JMX on a cluster
The Java Management Extensions (JMX) is a very useful and relatively unknown framework. It provides features for systems management and monitoring of Java applications. The JMX 2.0 JCP specification has hit a new milestone at the end of last year. The new specification contains a host of improvements, see this blog of the JMX spec lead for more information.
To me, the cascading/federation features are the most interesting additions. Enterprise applications usually act in a cluster setup using multiple VMs. Using the cascading/federation features you can group this vms and manage them as a single unit in a JMX client. This is very powerful, not only for monitoring tools, but also management actions triggered inside the application that should be invoked across the cluster (for instance, clearing the caches). Some platforms like IBM WebSphere provide good support for these scenario's, but are not standard API, hence harder to learn and to port.

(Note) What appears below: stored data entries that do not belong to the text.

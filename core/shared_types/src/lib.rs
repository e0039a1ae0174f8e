use serde::{Deserialize, Serialize};
use std::fmt;

pub mod case;
pub mod config;
pub mod consent;
pub mod event;
pub mod llm;
pub mod plan;
pub mod risk;
pub mod state;
pub mod turn;

pub use case::*;
pub use config::*;
pub use consent::*;
pub use event::*;
pub use llm::*;
pub use plan::*;
pub use risk::*;
pub use state::*;
pub use turn::*;

/// Opaque session identifier. Stable for the life of an interaction window.
pub type SessionId = String;

/// Identifier for a single user turn; doubles as the correlation id used to
/// join logs and traces across the orchestrator and agents.
pub type TurnId = uuid::Uuid;

/// Numeric user identifier owned by the (out of scope) identity layer.
pub type UserId = i64;

/// Counsellor identifier from the relational store.
pub type CounsellorId = i64;

/// Caller role attached to every inbound turn.
#[derive(Serialize, Deserialize, Debug, Clone, Copy, PartialEq, Eq, Hash)]
#[serde(rename_all = "snake_case")]
pub enum Role {
    Student,
    Counsellor,
    Admin,
}

impl Role {
    pub fn as_str(&self) -> &'static str {
        match self {
            Role::Student => "student",
            Role::Counsellor => "counsellor",
            Role::Admin => "admin",
        }
    }
}

impl fmt::Display for Role {
    fn fmt(&self, f: &mut fmt::Formatter<'_>) -> fmt::Result {
        f.write_str(self.as_str())
    }
}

This new JMX standard should be available in Java 7. If you can't wait that long and you do not work on a platform that supports a custom notion of clustered JMX, you could give OpenDMK a try. This is a JMX platform library that adds clustering support. It also provides SNMP support, which can be interesting for monitoring purposes. If you don't know about JMX, spend some time playing with JConsole, the management console for Java 5/6 based on JMX. This provides a lot of useful information and is a powerful tool, even if you do not do anything with JMX yourself.